The reading study began when she was about three years old. There were many
books in our house, but the word knowledge she got from them was quite limited.
For example, one of the few words Peggy recognized early was "by,"
because it was on the title page of all those stories that my wife and I
read to her. She saw again and recognized "by" in other contexts.
In reading an Asterix cartoon book, an import from France, one of the characters
would frequently say things like "By Jupiter." Peg would recognize
that word without having the faintest idea what it meant. A second kind
of word knowledge she had was the names of members in our family.
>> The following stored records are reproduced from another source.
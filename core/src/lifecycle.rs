//! Peer add and remove on an existing instance
//!
//! Neither operation is transactional. Every mutating step reports itself
//! through [`LifecycleStep`] so a caller knows how far the host got.

use crate::endpoint::{self, EndpointQuery};
use crate::remote;
use crate::session::{quote, RemoteShell};
use crate::synth::{self, ClientParams};
use crate::wg_config::{is_valid_key, WgConfig};
use crate::{
    allocate, validate_instance_name, Ack, EngineConfig, Error, LifecycleStep, PeerResult, Result,
};
use ipnet::Ipv4Net;
use std::collections::HashMap;
use std::sync::Mutex;

/// Adds and removes peers, remembering the highest ordinal handed out per
/// instance so a removed ordinal is not reused while this manager lives
#[derive(Default)]
pub struct PeerManager {
    config: EngineConfig,
    high_water: Mutex<HashMap<(String, String), u32>>,
}

struct ServerState {
    text: String,
    parsed: WgConfig,
    address: Ipv4Net,
}

impl PeerManager {
    pub fn new(config: EngineConfig) -> Self {
        Self {
            config,
            high_water: Mutex::new(HashMap::new()),
        }
    }

    pub fn config(&self) -> &EngineConfig {
        &self.config
    }

    fn ledger_key(shell: &dyn RemoteShell, instance: &str) -> (String, String) {
        (shell.host_id().to_string(), instance.to_string())
    }

    fn high_water(&self, shell: &dyn RemoteShell, instance: &str) -> Option<u32> {
        let ledger = self.high_water.lock().unwrap_or_else(|e| e.into_inner());
        ledger.get(&Self::ledger_key(shell, instance)).copied()
    }

    fn record(&self, shell: &dyn RemoteShell, instance: &str, ordinal: u32) {
        let mut ledger = self.high_water.lock().unwrap_or_else(|e| e.into_inner());
        let entry = ledger.entry(Self::ledger_key(shell, instance)).or_insert(0);
        *entry = (*entry).max(ordinal);
    }

    fn read_server(&self, shell: &dyn RemoteShell, instance: &str) -> Result<ServerState> {
        validate_instance_name(instance).map_err(Error::validation)?;
        let path = self.config.server_config_path(instance);
        let text = remote::read_file(shell, &path)
            .map_err(|e| Error::lifecycle(instance, LifecycleStep::ReadServerConfig, e.to_string()))?
            .ok_or_else(|| Error::InstanceNotFound(instance.to_string()))?;
        let parsed = WgConfig::parse(&text).ok_or_else(|| {
            Error::lifecycle(
                instance,
                LifecycleStep::ReadServerConfig,
                format!("{} has no [Interface] section", path),
            )
        })?;
        let address = parsed.interface.address().ok_or_else(|| {
            Error::lifecycle(
                instance,
                LifecycleStep::ReadServerConfig,
                format!("{} has no IPv4 Address", path),
            )
        })?;
        Ok(ServerState {
            text,
            parsed,
            address,
        })
    }

    /// Ordinals that have a client config, key or public key file
    fn existing_ordinals(&self, shell: &dyn RemoteShell, instance: &str) -> Result<Vec<u32>> {
        let mut ordinals = Vec::new();
        for path in remote::list_files(shell, &self.config.paths.deploy_dir, &format!("{}-peer*", instance))? {
            let name = remote::file_name(&path);
            let Some(rest) = name.strip_prefix(&format!("{}-peer", instance)) else {
                continue;
            };
            let digits: String = rest.chars().take_while(char::is_ascii_digit).collect();
            let suffix = &rest[digits.len()..];
            if !matches!(suffix, ".key" | ".pub" | "-client.conf") {
                continue;
            }
            if let Ok(n) = digits.parse::<u32>() {
                if !ordinals.contains(&n) {
                    ordinals.push(n);
                }
            }
        }
        Ok(ordinals)
    }

    /// Networks already assigned to the server, its peers and existing clients
    fn taken_addresses(
        &self,
        shell: &dyn RemoteShell,
        instance: &str,
        server: &ServerState,
    ) -> Result<Vec<Ipv4Net>> {
        let mut taken = vec![Ipv4Net::from(server.address.addr())];
        taken.extend(server.parsed.claimed_networks());
        let pattern = format!("{}-peer*-client.conf", instance);
        for path in remote::list_files(shell, &self.config.paths.deploy_dir, &pattern)? {
            if let Some(addr) = remote::read_file(shell, &path)?
                .as_deref()
                .and_then(WgConfig::parse)
                .and_then(|c| c.interface.address())
            {
                taken.push(Ipv4Net::from(addr.addr()));
            }
        }
        Ok(taken)
    }

    fn server_public_key(&self, shell: &dyn RemoteShell, instance: &str) -> Result<Option<String>> {
        let from_file = remote::read_file(shell, &self.config.server_pub_path(instance))?
            .map(|k| k.trim().to_string());
        if let Some(key) = from_file.filter(|k| is_valid_key(k)) {
            return Ok(Some(key));
        }
        let live = shell.exec(&format!("wg show {} public-key 2>/dev/null", quote(instance)))?;
        if let Some(key) = live.text().filter(|k| is_valid_key(k)) {
            return Ok(Some(key.to_string()));
        }
        let derived = shell.exec(&format!(
            "sed -n 's/^PrivateKey *= *//p' {} | head -n 1 | wg pubkey 2>/dev/null",
            quote(&self.config.server_config_path(instance))
        ))?;
        Ok(derived.text().filter(|k| is_valid_key(k)).map(str::to_string))
    }

    /// Add one peer to `instance` and return its client config
    pub fn add_peer(&self, shell: &dyn RemoteShell, instance: &str) -> Result<PeerResult> {
        let server = self.read_server(shell, instance)?;
        let existing = self.existing_ordinals(shell, instance)?;
        let ordinal = allocate::next_peer_ordinal(&existing, self.high_water(shell, instance));
        let taken = self.taken_addresses(shell, instance, &server)?;
        let address = allocate::next_free_address(server.address.trunc(), &taken)?;

        let server_public = self.server_public_key(shell, instance)?.ok_or_else(|| {
            Error::lifecycle(
                instance,
                LifecycleStep::ReadServerConfig,
                "server public key is unavailable",
            )
        })?;
        let listen_port = server
            .parsed
            .interface
            .listen_port()
            .unwrap_or(self.config.network.default_listen_port);
        let query = EndpointQuery {
            instance,
            server: Some(&server.parsed),
            subnet: Some(server.address.trunc()),
            listen_port: Some(listen_port),
            config: &self.config,
        };
        // resolved before anything is written so a failure leaves the host as it was
        let endpoint = endpoint::resolve(shell, &query)?;

        let (private_key, public_key) = remote::generate_keypair(
            shell,
            &self.config.peer_key_path(instance, ordinal),
            &self.config.peer_pub_path(instance, ordinal),
        )
        .map_err(|e| Error::lifecycle(instance, LifecycleStep::GenerateKeys, e.to_string()))?;
        self.record(shell, instance, ordinal);

        let client_address = Ipv4Net::new(address, server.address.prefix_len())
            .map_err(|e| Error::lifecycle(instance, LifecycleStep::WriteClientConfig, e.to_string()))?;
        let config = synth::client_config(
            &ClientParams {
                private_key: &private_key,
                address: client_address,
                server_public_key: &server_public,
                endpoint,
                endpoint_port: listen_port,
            },
            &self.config.network,
        );
        let file = self.config.client_config_path(instance, ordinal);
        shell
            .write_file(&file, &config, 0o600)
            .map_err(|e| Error::lifecycle(instance, LifecycleStep::WriteClientConfig, e.to_string()))?;

        let updated = synth::append_peer(&server.text, &synth::server_peer(&public_key, address));
        shell
            .write_file(&self.config.server_config_path(instance), &updated, 0o600)
            .map_err(|e| Error::lifecycle(instance, LifecycleStep::AppendServerPeer, e.to_string()))?;

        remote::restart_service(shell, instance)
            .map_err(|e| Error::lifecycle(instance, LifecycleStep::RestartService, e.to_string()))?;

        log::info!(
            "[{}] added peer {} ({}) to {}",
            shell.host_id(),
            ordinal,
            address,
            instance
        );
        Ok(PeerResult {
            instance: instance.to_string(),
            ordinal,
            address,
            public_key,
            config,
            file,
        })
    }

    /// Public key of an existing peer, from its `.pub` file or its private
    /// key file. `None` when neither file holds a key.
    fn peer_public_key(
        &self,
        shell: &dyn RemoteShell,
        instance: &str,
        ordinal: u32,
    ) -> Result<Option<String>> {
        let from_pub = remote::read_file(shell, &self.config.peer_pub_path(instance, ordinal))?
            .map(|k| k.trim().to_string());
        if let Some(key) = from_pub.filter(|k| is_valid_key(k)) {
            return Ok(Some(key));
        }
        let key_path = self.config.peer_key_path(instance, ordinal);
        if !remote::file_exists(shell, &key_path)? {
            return Ok(None);
        }
        let out = shell.exec(&format!("wg pubkey < {} 2>/dev/null", quote(&key_path)))?;
        Ok(out.text().filter(|k| is_valid_key(k)).map(str::to_string))
    }

    /// Remove peer `ordinal` from `instance`
    pub fn remove_peer(&self, shell: &dyn RemoteShell, instance: &str, ordinal: u32) -> Result<Ack> {
        let server = self.read_server(shell, instance)?;
        let not_found = || Error::PeerNotFound {
            instance: instance.to_string(),
            ordinal,
        };
        let client_path = self.config.client_config_path(instance, ordinal);
        if !remote::file_exists(shell, &client_path)? {
            return Err(not_found());
        }
        let public_key = self
            .peer_public_key(shell, instance, ordinal)?
            .ok_or_else(not_found)?;

        let server_path = self.config.server_config_path(instance);
        match synth::remove_peer(&server.text, &public_key) {
            Some(updated) => shell.write_file(&server_path, &updated, 0o600).map_err(|e| {
                Error::lifecycle(instance, LifecycleStep::RewriteServerConfig, e.to_string())
            })?,
            None => log::warn!(
                "[{}] {} has no [Peer] stanza for peer {}; removing its files only",
                shell.host_id(),
                instance,
                ordinal
            ),
        }

        remote::remove_files(
            shell,
            &[
                self.config.peer_key_path(instance, ordinal),
                self.config.peer_pub_path(instance, ordinal),
                client_path,
            ],
        )
        .map_err(|e| Error::lifecycle(instance, LifecycleStep::DeletePeerFiles, e.to_string()))?;
        self.record(shell, instance, ordinal);

        remote::restart_service(shell, instance)
            .map_err(|e| Error::lifecycle(instance, LifecycleStep::RestartService, e.to_string()))?;

        log::info!("[{}] removed peer {} from {}", shell.host_id(), ordinal, instance);
        Ok(Ack {
            message: format!("removed peer {} from {}", ordinal, instance),
        })
    }
}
I am fortunate
to have received many love notes from her, which begin "To Dad"
or "Bob", present a picture, and conclude "Love, Peggy".
The sound of "Bob" was clearly associated with its well known
spelling. The real novelty in her experience was using the computer and
learning a number of specific words with the computer.

INTRODUCING MICROWORLDS

Scenes

I made for Peggy on a sprite graphics microcomputer a picture of
a little scene to represent the beach where she and I often went to play,
collect shells, and so forth. In this little world of experience, one can
use single words to perform either of two functions. The first function
is to create an object. The second is to manipulate the object. The word
SUN creates a little yellow ball on the display screen. The word UP moves
the object up from its initial location. Other words can change the object’s
location, direction, or color, and set it in motion. This collection of
programs provided Peggy a little world of experience which she could populate
and manipulate through the use of individual words. I call such a scene
and collection of active objects a computer microworld.

Activities

It’s possible to populate the scene with a realistic collection of
objects. Peggy’s scenes were more fanciful. She would often have multiple
suns of different colors in the sky. It was her privilege to make the world
be what she wanted. Typically, she would go through a prepared collection
of 4 x 6 cards and select one for use at the keyboard. She might or might
not know what the word meant. For a word she knew, its use satisfied her
objective. A word she did not know became the source of a discovery. An
error or a guess became, often enough, the occasion of a pleasant surprise.
The objects, once their recognizable shapes appeared, became the focus for
manipulative activities, often as members of a representational scene, equally
often as agents for extreme action (making the SUN ZOOM across the sky)
or absurd juxtapositions (a HOUSE in the road or under water). Such programs
within the computer embody a little bit of knowledge which a child can call
upon when she wants it, if she wants it. She can perform little experiments
on things which will increase her knowledge directly in a straightforward
and comprehensible way.

Adapting the Microworld For the Child

Images of Objects

Some people may be a little concerned, thinking perhaps that very
young children may not be ready to begin typing words. Peggy began with
a very simple microworld whose objective was the following: when the child
pressed any key, there was displayed on the screen of the computer a shape
which she could recognize and might have some significance in her life.
The shapes were made specifically for her by her older brother and sister
(aged 10 and 8 then). The most unusual one goes with the letter N. Peggy
has a red nightgown, her favorite article of clothing. My older daughter
knew that and proposed we make N the nightgown letter so it would be special
for Peggy. Years later, Peggy still distinguishes between N and M as the
"nightgown" and "moon" letters. The central point here
is personalization of computer facilities to reflect something of significance
to the particular experience of a little child. The value of such personalization
is clear. How hard is it ? Not very. A five year old can make sprite design
with a graphics shape editor. Miriam at age 8 made most of the 26 shapes
used by the program.

Procedures as Names of Objects and Actions

Even more important for children than modifiable screen images is
the ability to create new words. For example, when first introduced to the
BEACH microworld, Peggy created a SUN image and moved it up to the sky.
Informed she wanted to set it in motion, I proposed the word SLOW and found
it for her. She wanted the sun to move faster. When I produced the card
with the word FAST, its effect was still not satisfactory. " I want
it to ZOOM," she told me. Nothing easier. Using the Logo programming
language, [4] I wrote for her the following
procedure:

TO ZOOM

SETSPEED 25

END

The microworld was then more to her liking. ZOOM became one of the first
words she could read and key with full comprehension.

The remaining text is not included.